Your instructions: Give only the number of lines in the data that contain the word "ErrorBody".
*** Opening of Records to use ***
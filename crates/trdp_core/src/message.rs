//! TRDP telegram types exchanged with a communication port.

use serde::{Deserialize, Serialize};

/// Process data telegram, published cyclically on a dataset.
#[derive(Debug, Clone, PartialEq, Eq, Serialize, Deserialize)]
pub struct ProcessDataMessage {
    pub dataset_id: u32,
    pub payload: Vec<u8>,
}

impl ProcessDataMessage {
    pub fn new(dataset_id: u32, payload: impl Into<Vec<u8>>) -> Self {
        Self {
            dataset_id,
            payload: payload.into(),
        }
    }
}

/// Message data telegram, used for control and fault signalling.
#[derive(Debug, Clone, PartialEq, Eq, Serialize, Deserialize)]
pub struct ControlMessage {
    pub label: String,
    pub payload: Vec<u8>,
}

impl ControlMessage {
    pub fn new(label: impl Into<String>, payload: impl Into<Vec<u8>>) -> Self {
        Self {
            label: label.into(),
            payload: payload.into(),
        }
    }
}

/// Outcome of a single delivery attempt.
#[derive(Debug, Clone, PartialEq, Eq, Serialize, Deserialize)]
pub struct DeliveryReport {
    pub success: bool,
    pub detail: Option<String>,
}

impl DeliveryReport {
    pub fn delivered(detail: impl Into<String>) -> Self {
        Self {
            success: true,
            detail: Some(detail.into()),
        }
    }

    pub fn rejected(detail: impl Into<String>) -> Self {
        Self {
            success: false,
            detail: Some(detail.into()),
        }
    }
}
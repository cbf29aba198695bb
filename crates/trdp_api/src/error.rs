//! Error types for the automation API.

use std::path::PathBuf;

use axum::http::StatusCode;
use axum::response::{IntoResponse, Response};
use axum::Json;
use serde::Serialize;
use thiserror::Error;
use trdp_core::SimError;

/// Result type alias for handler operations.
pub type ApiResult<T> = Result<T, ApiError>;

/// Errors raised while loading server configuration.
#[derive(Error, Debug)]
pub enum ConfigError {
    #[error("Failed to read config file {path}: {source}")]
    Read {
        path: PathBuf,
        #[source]
        source: std::io::Error,
    },

    #[error("Invalid config file {path}: {source}")]
    Parse {
        path: PathBuf,
        #[source]
        source: toml::de::Error,
    },

    #[error("Invalid configuration: {0}")]
    Invalid(String),
}

/// Errors that stop the HTTP server.
#[derive(Error, Debug)]
pub enum ServerError {
    #[error("Failed to bind {addr}: {source}")]
    Bind {
        addr: std::net::SocketAddr,
        #[source]
        source: std::io::Error,
    },

    #[error("Configuration error: {0}")]
    Config(#[from] ConfigError),

    #[error("IO error: {0}")]
    Io(#[from] std::io::Error),
}

#[derive(Clone, Debug, Serialize)]
pub struct ErrorBody {
    pub code: &'static str,
    pub message: String,
}

#[derive(Clone, Debug)]
pub struct ErrorState {
    pub message: String,
    pub request_id: Option<String>,
}

impl ErrorState {
    fn new(message: impl Into<String>) -> Self {
        Self {
            message: message.into(),
            request_id: None,
        }
    }
}

#[derive(Clone, Debug, Serialize)]
struct ErrorEnvelope {
    request_id: String,
    error: ErrorBody,
}

/// HTTP-facing error, rendered as `{request_id, error: {code, message}}`.
///
/// An error rendered without a request id carries itself in the response
/// extensions so the request middleware can tag it with the id it logged.
#[derive(Clone, Debug)]
pub enum ApiError {
    BadRequest(ErrorState),
    NotFound(ErrorState),
    Conflict(ErrorState),
    Unprocessable(ErrorState),
    Internal(ErrorState),
}

impl ApiError {
    pub fn bad_request(message: impl Into<String>) -> Self {
        Self::BadRequest(ErrorState::new(message))
    }

    pub fn not_found(message: impl Into<String>) -> Self {
        Self::NotFound(ErrorState::new(message))
    }

    pub fn conflict(message: impl Into<String>) -> Self {
        Self::Conflict(ErrorState::new(message))
    }

    pub fn unprocessable(message: impl Into<String>) -> Self {
        Self::Unprocessable(ErrorState::new(message))
    }

    pub fn internal(message: impl Into<String>) -> Self {
        Self::Internal(ErrorState::new(message))
    }

    fn state(&self) -> &ErrorState {
        match self {
            Self::BadRequest(s)
            | Self::NotFound(s)
            | Self::Conflict(s)
            | Self::Unprocessable(s)
            | Self::Internal(s) => s,
        }
    }

    fn state_mut(&mut self) -> &mut ErrorState {
        match self {
            Self::BadRequest(s)
            | Self::NotFound(s)
            | Self::Conflict(s)
            | Self::Unprocessable(s)
            | Self::Internal(s) => s,
        }
    }

    pub fn with_request_id(mut self, request_id: impl Into<String>) -> Self {
        self.state_mut().request_id = Some(request_id.into());
        self
    }

    /// Map an error raised by a control operation on an existing run.
    ///
    /// Pause, resume, fail and fault injection report an unknown run as a bad
    /// request rather than a missing resource.
    pub fn from_control(err: SimError) -> Self {
        match err {
            SimError::Communication(e) => Self::internal(e.to_string()),
            other => Self::bad_request(other.to_string()),
        }
    }

    pub fn status_code(&self) -> StatusCode {
        match self {
            Self::BadRequest(_) => StatusCode::BAD_REQUEST,
            Self::NotFound(_) => StatusCode::NOT_FOUND,
            Self::Conflict(_) => StatusCode::CONFLICT,
            Self::Unprocessable(_) => StatusCode::UNPROCESSABLE_ENTITY,
            Self::Internal(_) => StatusCode::INTERNAL_SERVER_ERROR,
        }
    }
}

impl From<SimError> for ApiError {
    fn from(err: SimError) -> Self {
        match err {
            SimError::Conflict(msg) => Self::conflict(msg),
            SimError::UnknownRun(_) => Self::not_found(err.to_string()),
            SimError::InvalidState(msg) => Self::bad_request(msg),
            SimError::RunFailed(_) => Self::unprocessable(err.to_string()),
            SimError::Communication(e) => Self::internal(e.to_string()),
        }
    }
}

impl IntoResponse for ApiError {
    fn into_response(self) -> Response {
        let status = self.status_code();
        let untagged = self.state().request_id.is_none().then(|| self.clone());
        let (code, state) = match self {
            Self::BadRequest(s) => ("invalid_argument", s),
            Self::NotFound(s) => ("not_found", s),
            Self::Conflict(s) => ("conflict", s),
            Self::Unprocessable(s) => ("unprocessable", s),
            Self::Internal(s) => ("internal", s),
        };
        let request_id = state
            .request_id
            .unwrap_or_else(|| uuid::Uuid::new_v4().to_string());
        let body = ErrorEnvelope {
            request_id,
            error: ErrorBody {
                code,
                message: state.message,
            },
        };
        let mut response = (status, Json(body)).into_response();
        if let Some(err) = untagged {
            response.extensions_mut().insert(err);
        }
        response
    }
}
*** Close of Records to use ***
Written solution: 3